CE: "All of this has happened in the blink of an eye. It is unimaginable what will happen next. It makes me incredibly fortunate to live at this moment in history. Indeed, I am lucky to live in history at all, because without intelligence and memory there is no history. For billions of years, the universe evolved completely without notice. Now we live in the age of the Internet, which seems to be creating a form of global consciousness. And because of it, I can communicate as well as I ever could. We are born into a box of time and space. We use words and communication to break out of it and to reach out to others.

For me, the Internet began as a useful tool and now has become something I rely on for my actual daily existence. I cannot speak, I can only type so fast. Computer voices are sometimes not very sophisticated, but with my computer, I can communicate more widely than ever before. I feel as if my blog, my email, Twitter and Facebook have given me a substitute for everyday conversation. They aren't an improvement, but they're the best I can do. They give me a way to speak. Not everybody has the patience of my wife, Chaz. But online, everybody speaks at the same speed.

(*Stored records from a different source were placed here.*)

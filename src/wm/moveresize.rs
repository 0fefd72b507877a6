//! MoveResize Module
//!
//! Drag-to-move with button 1. A press on a managed client records where the
//! pointer and the frame were; motion with button 1 held moves the frame by
//! the pointer delta. Releases are not tracked, the next press simply
//! replaces the session.

use tracing::{debug, trace};
use x11rb::protocol::xproto::{ButtonPressEvent, KeyButMask, MotionNotifyEvent};

use crate::shared::Geometry;
use crate::wm::WindowManager;
use crate::wm::display::DisplayGateway;
use crate::wm::error::WmError;

/// Pointer and frame state captured at button press
#[derive(Debug, Clone, Copy, PartialEq, Eq)]
pub struct DragSession {
    /// Pointer position (root coordinates)
    pub pointer_x: i16,
    pub pointer_y: i16,

    /// Frame geometry at the time of the press
    pub frame: Geometry,
}

/// Drag state
#[derive(Debug, Default)]
pub struct DragController {
    session: Option<DragSession>,
}

impl DragController {
    /// Start (or restart) a session.
    pub fn begin(&mut self, pointer_x: i16, pointer_y: i16, frame: Geometry) {
        self.session = Some(DragSession {
            pointer_x,
            pointer_y,
            frame,
        });
    }

    #[cfg(test)]
    pub fn session(&self) -> Option<&DragSession> {
        self.session.as_ref()
    }

    /// Where the frame goes for a pointer at `(pointer_x, pointer_y)`.
    /// `None` before the first press.
    pub fn target(&self, pointer_x: i16, pointer_y: i16) -> Option<Geometry> {
        self.session.map(|s| {
            let dx = i32::from(pointer_x) - i32::from(s.pointer_x);
            let dy = i32::from(pointer_y) - i32::from(s.pointer_y);
            s.frame.moved_to(s.frame.x + dx, s.frame.y + dy)
        })
    }
}

fn button1_held(state: KeyButMask) -> bool {
    u16::from(state) & u16::from(KeyButMask::BUTTON1) != 0
}

impl<G: DisplayGateway> WindowManager<G> {
    pub(crate) fn on_button_press(&mut self, e: ButtonPressEvent) -> Result<(), WmError> {
        // Clicks on the border arrive with the frame itself as event window
        let Some(frame) = self.clients.managed_frame(e.event) else {
            debug!("ButtonPress on unmanaged window {}", e.event);
            return Ok(());
        };

        let geometry = self.gateway.geometry(frame)?;
        debug!(
            "ButtonPress {} on window {} at ({}, {}), frame {} at {},{}",
            e.detail, e.event, e.root_x, e.root_y, frame, geometry.x, geometry.y
        );
        self.drag.begin(e.root_x, e.root_y, geometry);

        self.gateway.raise(frame)?;
        Ok(())
    }

    /// `e` is already the newest queued motion for its window.
    pub(crate) fn on_motion_notify(&mut self, e: MotionNotifyEvent) -> Result<(), WmError> {
        let Some(frame) = self.clients.managed_frame(e.event) else {
            trace!("MotionNotify on unmanaged window {}", e.event);
            return Ok(());
        };

        if !button1_held(e.state) {
            return Ok(());
        }

        let Some(target) = self.drag.target(e.root_x, e.root_y) else {
            trace!("MotionNotify on window {} without a drag session", e.event);
            return Ok(());
        };

        trace!("Dragging frame {} to ({}, {})", frame, target.x, target.y);
        self.gateway.move_to(frame, target.x, target.y)?;
        Ok(())
    }
}
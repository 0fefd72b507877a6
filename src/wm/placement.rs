//! Placement Module
//!
//! Initial geometry for a newly framed window. Only the newcomer is placed;
//! frames that already exist are never moved, so from the fourth client on
//! frames overlap.

use crate::shared::Geometry;
use crate::wm::screen::ScreenInfo;

/// Frame geometry for a new client, given how many clients are managed
/// *before* it is added.
///
/// The first client gets the whole screen, the second the right half, and
/// the third the bottom half of the right half. Later clients keep shrinking
/// towards the top of the right half.
pub fn frame_geometry(managed: usize, screen: &ScreenInfo) -> Geometry {
    let (w, h) = (screen.width, screen.height);
    let n = u32::try_from(managed).unwrap_or(u32::MAX);

    let width = if n == 0 { w } else { w / 2 };
    let height = if n == 0 { h } else { h / n };
    let x = if n == 0 { 0 } else { w / 2 };
    let y = if n <= 1 { 0 } else { h / n };

    Geometry::new(x as i32, y as i32, width, height)
}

This whole adventure has been a learning experience. Every time there was a surgery that failed, I was left with a little less flesh and bone. Now I have no jaw left at all. While harvesting tissue from both my shoulders, the surgeries left me with back pain and reduced my ability to walk easily. Ironic that my legs are fine, and it's my shoulders that slow up my walk. When you see me today, I look like the Phantom of the Opera."

But no you don't.

(Laughter)

(Applause)

"It is human nature to look at someone like me and assume I have lost some of my marbles. People --" (Applause) "People talk loudly --"

I'm so sorry. Excuse me.

(Applause)

"People talk loudly and slowly to me. Sometimes they assume I am deaf. There are people who don't want to make eye contact."

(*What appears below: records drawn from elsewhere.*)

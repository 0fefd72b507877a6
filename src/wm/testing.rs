//! In-memory display for tests
//!
//! Keeps a window table, records every request, and replays a scripted
//! event queue. Once the script runs out, `next_event` reports a lost
//! connection.

use std::collections::{HashMap, HashSet, VecDeque};

use x11rb::errors::ConnectionError;
use x11rb::protocol::xproto::{
    BUTTON_PRESS_EVENT, ButtonIndex, ButtonPressEvent, CONFIGURE_REQUEST_EVENT, ConfigWindow,
    ConfigureRequestEvent, ConfigureWindowAux, EventMask, KeyButMask, MAP_NOTIFY_EVENT,
    MAP_REQUEST_EVENT, MOTION_NOTIFY_EVENT, MapNotifyEvent, MapRequestEvent, ModMask, Motion,
    MotionNotifyEvent, StackMode, UNMAP_NOTIFY_EVENT, UnmapNotifyEvent, Window,
};
use x11rb::protocol::{ErrorKind, Event};
use x11rb::x11_utils::X11Error;

use crate::shared::Geometry;
use crate::wm::display::{DisplayGateway, WindowAttributes, coalesce_motion, take_errors};
use crate::wm::error::{GatewayError, ProtocolError};
use crate::wm::screen::ScreenInfo;

pub const ROOT: Window = 1;

/// First id handed out by `create_window`
const FIRST_CREATED_ID: Window = 0x40_0000;

/// A request the window manager sent
#[derive(Debug, Clone)]
pub enum Call {
    SelectInput(Window, EventMask),
    Sync,
    CreateWindow {
        window: Window,
        parent: Window,
        geometry: Geometry,
        border_width: u16,
        border_color: u32,
        background: u32,
    },
    Reparent {
        window: Window,
        parent: Window,
        x: i16,
        y: i16,
    },
    Map(Window),
    Unmap(Window),
    Destroy(Window),
    AddToSaveSet(Window),
    RemoveFromSaveSet(Window),
    Configure(Window, ConfigureWindowAux),
    Move(Window, i32, i32),
    Raise(Window),
    GrabServer,
    UngrabServer,
    GrabButton(Window),
}

#[derive(Debug, Clone, Copy)]
pub struct FakeWindow {
    pub parent: Window,
    pub geometry: Geometry,
    pub override_redirect: bool,
    pub viewable: bool,
    pub event_mask: Option<EventMask>,
}

pub struct FakeDisplay {
    screen: ScreenInfo,
    windows: HashMap<Window, FakeWindow>,
    /// Top-level windows in stacking order, including ones the table forgot
    top_level: Vec<Window>,
    save_set: HashSet<Window>,
    calls: Vec<Call>,
    events: VecDeque<Event>,
    sync_errors: Vec<ProtocolError>,
    reported_root: Option<Window>,
    next_id: Window,
}

impl FakeDisplay {
    pub fn new(width: u32, height: u32) -> Self {
        Self {
            screen: ScreenInfo::new(0, ROOT, width, height),
            windows: HashMap::new(),
            top_level: Vec::new(),
            save_set: HashSet::new(),
            calls: Vec::new(),
            events: VecDeque::new(),
            sync_errors: Vec::new(),
            reported_root: None,
            next_id: FIRST_CREATED_ID,
        }
    }

    fn insert(&mut self, id: Window, window: FakeWindow) {
        if window.parent == ROOT && !self.top_level.contains(&id) {
            self.top_level.push(id);
        }
        self.windows.insert(id, window);
    }

    fn add(&mut self, id: Window, geometry: Geometry, override_redirect: bool, viewable: bool) {
        self.insert(
            id,
            FakeWindow {
                parent: ROOT,
                geometry,
                override_redirect,
                viewable,
                event_mask: None,
            },
        );
    }

    /// A top-level window that has not been mapped yet
    pub fn add_client(&mut self, id: Window, geometry: Geometry) {
        self.add(id, geometry, false, false);
    }

    /// A top-level window already on screen
    pub fn add_viewable(&mut self, id: Window, geometry: Geometry) {
        self.add(id, geometry, false, true);
    }

    pub fn add_override_redirect(&mut self, id: Window, geometry: Geometry) {
        self.add(id, geometry, true, true);
    }

    /// Keep listing `id` as a top-level window but fail every query on it,
    /// as if it was destroyed after the tree query.
    pub fn forget_window(&mut self, id: Window) {
        self.windows.remove(&id);
    }

    pub fn report_root(&mut self, root: Window) {
        self.reported_root = Some(root);
    }

    pub fn fail_next_sync(&mut self, error: ProtocolError) {
        self.sync_errors.push(error);
    }

    pub fn push_event(&mut self, event: Event) {
        self.events.push_back(event);
    }

    pub fn queued_events(&self) -> usize {
        self.events.len()
    }

    pub fn window(&self, id: Window) -> Option<&FakeWindow> {
        self.windows.get(&id)
    }

    pub fn selected_mask(&self, id: Window) -> Option<EventMask> {
        self.windows.get(&id).and_then(|w| w.event_mask)
    }

    pub fn in_save_set(&self, id: Window) -> bool {
        self.save_set.contains(&id)
    }

    pub fn calls(&self) -> &[Call] {
        &self.calls
    }

    pub fn clear_calls(&mut self) {
        self.calls.clear();
    }

    pub fn created_windows(&self) -> Vec<Window> {
        self.calls
            .iter()
            .filter_map(|c| match c {
                Call::CreateWindow { window, .. } => Some(*window),
                _ => None,
            })
            .collect()
    }

    pub fn configured(&self) -> Vec<(Window, ConfigureWindowAux)> {
        self.calls
            .iter()
            .filter_map(|c| match c {
                Call::Configure(window, changes) => Some((*window, changes.clone())),
                _ => None,
            })
            .collect()
    }

    pub fn moves(&self) -> Vec<(Window, i32, i32)> {
        self.calls
            .iter()
            .filter_map(|c| match c {
                Call::Move(window, x, y) => Some((*window, *x, *y)),
                _ => None,
            })
            .collect()
    }

    pub fn error_event(kind: ErrorKind, bad_value: u32) -> Event {
        Event::Error(X11Error {
            error_kind: kind,
            error_code: 0,
            sequence: 0,
            bad_value,
            minor_opcode: 0,
            major_opcode: 0,
            extension_name: None,
            request_name: None,
        })
    }

    fn missing(window: Window) -> GatewayError {
        GatewayError::Protocol(ProtocolError::new(ErrorKind::Window, window))
    }
}

impl DisplayGateway for FakeDisplay {
    fn screen(&self) -> ScreenInfo {
        self.screen
    }

    fn display_name(&self) -> &str {
        ":fake"
    }

    fn select_input(&mut self, window: Window, mask: EventMask) -> Result<(), GatewayError> {
        self.calls.push(Call::SelectInput(window, mask));
        if window == ROOT {
            self.screen_event_mask(mask);
        } else if let Some(w) = self.windows.get_mut(&window) {
            w.event_mask = Some(mask);
        }
        Ok(())
    }

    fn sync(&mut self) -> Result<Vec<ProtocolError>, GatewayError> {
        self.calls.push(Call::Sync);
        let mut errors = std::mem::take(&mut self.sync_errors);
        errors.extend(take_errors(&mut self.events));
        Ok(errors)
    }

    fn next_event(&mut self) -> Result<Event, GatewayError> {
        self.events
            .pop_front()
            .ok_or(GatewayError::Connection(ConnectionError::UnknownError))
    }

    fn latest_motion(
        &mut self,
        event: MotionNotifyEvent,
    ) -> Result<MotionNotifyEvent, GatewayError> {
        Ok(coalesce_motion(&mut self.events, event))
    }

    fn create_window(
        &mut self,
        parent: Window,
        geometry: Geometry,
        border_width: u16,
        border_color: u32,
        background: u32,
    ) -> Result<Window, GatewayError> {
        let window = self.next_id;
        self.next_id += 1;
        self.calls.push(Call::CreateWindow {
            window,
            parent,
            geometry,
            border_width,
            border_color,
            background,
        });
        self.insert(
            window,
            FakeWindow {
                parent,
                geometry,
                override_redirect: false,
                viewable: false,
                event_mask: None,
            },
        );
        Ok(window)
    }

    fn reparent(
        &mut self,
        window: Window,
        parent: Window,
        x: i16,
        y: i16,
    ) -> Result<(), GatewayError> {
        self.calls.push(Call::Reparent {
            window,
            parent,
            x,
            y,
        });
        if let Some(w) = self.windows.get_mut(&window) {
            w.parent = parent;
            w.geometry = w.geometry.moved_to(i32::from(x), i32::from(y));
        }
        Ok(())
    }

    fn map(&mut self, window: Window) -> Result<(), GatewayError> {
        self.calls.push(Call::Map(window));
        if let Some(w) = self.windows.get_mut(&window) {
            w.viewable = true;
        }
        Ok(())
    }

    fn unmap(&mut self, window: Window) -> Result<(), GatewayError> {
        self.calls.push(Call::Unmap(window));
        if let Some(w) = self.windows.get_mut(&window) {
            w.viewable = false;
        }
        Ok(())
    }

    fn destroy(&mut self, window: Window) -> Result<(), GatewayError> {
        self.calls.push(Call::Destroy(window));
        self.windows.remove(&window);
        self.top_level.retain(|&w| w != window);
        Ok(())
    }

    fn add_to_save_set(&mut self, window: Window) -> Result<(), GatewayError> {
        self.calls.push(Call::AddToSaveSet(window));
        self.save_set.insert(window);
        Ok(())
    }

    fn remove_from_save_set(&mut self, window: Window) -> Result<(), GatewayError> {
        self.calls.push(Call::RemoveFromSaveSet(window));
        self.save_set.remove(&window);
        Ok(())
    }

    fn configure(
        &mut self,
        window: Window,
        changes: &ConfigureWindowAux,
    ) -> Result<(), GatewayError> {
        self.calls.push(Call::Configure(window, changes.clone()));
        if let Some(w) = self.windows.get_mut(&window) {
            let g = &mut w.geometry;
            g.x = changes.x.unwrap_or(g.x);
            g.y = changes.y.unwrap_or(g.y);
            g.width = changes.width.unwrap_or(g.width);
            g.height = changes.height.unwrap_or(g.height);
        }
        Ok(())
    }

    fn attributes(&mut self, window: Window) -> Result<WindowAttributes, GatewayError> {
        let w = self.windows.get(&window).ok_or_else(|| Self::missing(window))?;
        Ok(WindowAttributes {
            override_redirect: w.override_redirect,
            viewable: w.viewable,
            geometry: w.geometry,
        })
    }

    fn geometry(&mut self, window: Window) -> Result<Geometry, GatewayError> {
        self.windows
            .get(&window)
            .map(|w| w.geometry)
            .ok_or_else(|| Self::missing(window))
    }

    fn move_to(&mut self, window: Window, x: i32, y: i32) -> Result<(), GatewayError> {
        self.calls.push(Call::Move(window, x, y));
        if let Some(w) = self.windows.get_mut(&window) {
            w.geometry = w.geometry.moved_to(x, y);
        }
        Ok(())
    }

    fn raise(&mut self, window: Window) -> Result<(), GatewayError> {
        self.calls.push(Call::Raise(window));
        if let Some(pos) = self.top_level.iter().position(|&w| w == window) {
            let w = self.top_level.remove(pos);
            self.top_level.push(w);
        }
        Ok(())
    }

    fn grab_server(&mut self) -> Result<(), GatewayError> {
        self.calls.push(Call::GrabServer);
        Ok(())
    }

    fn ungrab_server(&mut self) -> Result<(), GatewayError> {
        self.calls.push(Call::UngrabServer);
        Ok(())
    }

    fn top_level_windows(&mut self, root: Window) -> Result<(Window, Vec<Window>), GatewayError> {
        let children = self
            .top_level
            .iter()
            .copied()
            .filter(|id| self.windows.get(id).is_none_or(|w| w.parent == root))
            .collect();
        Ok((self.reported_root.unwrap_or(root), children))
    }

    fn grab_button(
        &mut self,
        window: Window,
        _button: ButtonIndex,
        _modifiers: ModMask,
        _mask: EventMask,
    ) -> Result<(), GatewayError> {
        self.calls.push(Call::GrabButton(window));
        Ok(())
    }
}

impl FakeDisplay {
    fn screen_event_mask(&mut self, mask: EventMask) {
        let root = self.windows.entry(ROOT).or_insert(FakeWindow {
            parent: x11rb::NONE,
            geometry: Geometry::new(0, 0, self.screen.width, self.screen.height),
            override_redirect: false,
            viewable: true,
            event_mask: None,
        });
        root.event_mask = Some(mask);
    }
}

pub fn map_request(window: Window) -> Event {
    Event::MapRequest(MapRequestEvent {
        response_type: MAP_REQUEST_EVENT,
        sequence: 0,
        parent: ROOT,
        window,
    })
}

pub fn map_notify(window: Window) -> Event {
    Event::MapNotify(MapNotifyEvent {
        response_type: MAP_NOTIFY_EVENT,
        sequence: 0,
        event: ROOT,
        window,
        override_redirect: false,
    })
}

/// Unmap of `window`, reported to the listener on `event`
pub fn unmap_notify(event: Window, window: Window) -> Event {
    Event::UnmapNotify(UnmapNotifyEvent {
        response_type: UNMAP_NOTIFY_EVENT,
        sequence: 0,
        event,
        window,
        from_configure: false,
    })
}

pub fn configure_request(
    window: Window,
    value_mask: ConfigWindow,
    x: i16,
    y: i16,
    width: u16,
    height: u16,
) -> Event {
    Event::ConfigureRequest(ConfigureRequestEvent {
        response_type: CONFIGURE_REQUEST_EVENT,
        stack_mode: StackMode::ABOVE,
        sequence: 0,
        parent: ROOT,
        window,
        sibling: x11rb::NONE,
        x,
        y,
        width,
        height,
        border_width: 0,
        value_mask,
    })
}

pub fn button_press(window: Window, root_x: i16, root_y: i16) -> Event {
    Event::ButtonPress(ButtonPressEvent {
        response_type: BUTTON_PRESS_EVENT,
        detail: 1,
        sequence: 0,
        time: 0,
        root: ROOT,
        event: window,
        child: x11rb::NONE,
        root_x,
        root_y,
        event_x: 0,
        event_y: 0,
        state: KeyButMask::from(0u16),
        same_screen: true,
    })
}

pub fn motion_notify(window: Window, root_x: i16, root_y: i16, button1: bool) -> Event {
    let state = if button1 {
        KeyButMask::BUTTON1
    } else {
        KeyButMask::from(0u16)
    };
    Event::MotionNotify(MotionNotifyEvent {
        response_type: MOTION_NOTIFY_EVENT,
        detail: Motion::NORMAL,
        sequence: 0,
        time: 0,
        root: ROOT,
        event: window,
        child: x11rb::NONE,
        root_x,
        root_y,
        event_x: 0,
        event_y: 0,
        state,
        same_screen: true,
    })
}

Believe me, he didn't mean this as -- anyway, let me just read it. (Laughter) You should never let your wife read something like this.

(Laughter)

"It is human nature to look away from illness. We don't enjoy a reminder of our own fragile mortality. That's why writing on the Internet has become a life-saver for me. My ability to think and write have not been affected. And on the Web, my real voice finds expression. I have also met many other disabled people who communicate this way. One of my Twitter friends can type only with his toes. One of the funniest blogs on the Web is written by a friend of mine named Smartass Cripple." (Laughter) "Google him and he will make you laugh. All of these people are saying, in one way or another, that what you see is not all you get.

So I have not come here to complain. I have much to make me happy and relieved. I seem, for the time being, to be cancer-free. I am writing as well as ever. I am productive. If I were in this condition at any point before a few cosmological instants ago, I would be as isolated as a hermit. I would be trapped inside my head. Because of the rush of human knowledge, because of the digital revolution, I have a voice, and I do not need to scream."

RE: Wait. I have one more thing to add. A guy goes into a psychiatrist. The psychiatrist says, "You're crazy." The guy says, "I want a second opinion." The psychiatrist says, "All right, you're ugly."

(Laughter)

You all know the test for artificial intelligence -- the Turing test. A human judge has a conversation with a human and a computer. If the judge can't tell the machine apart from the human, the machine has passed the test. I now propose a test for computer voices -- the Ebert test. If a computer voice can successfully tell a joke and do the timing and delivery as well as Henny Youngman, then that's the voice I want.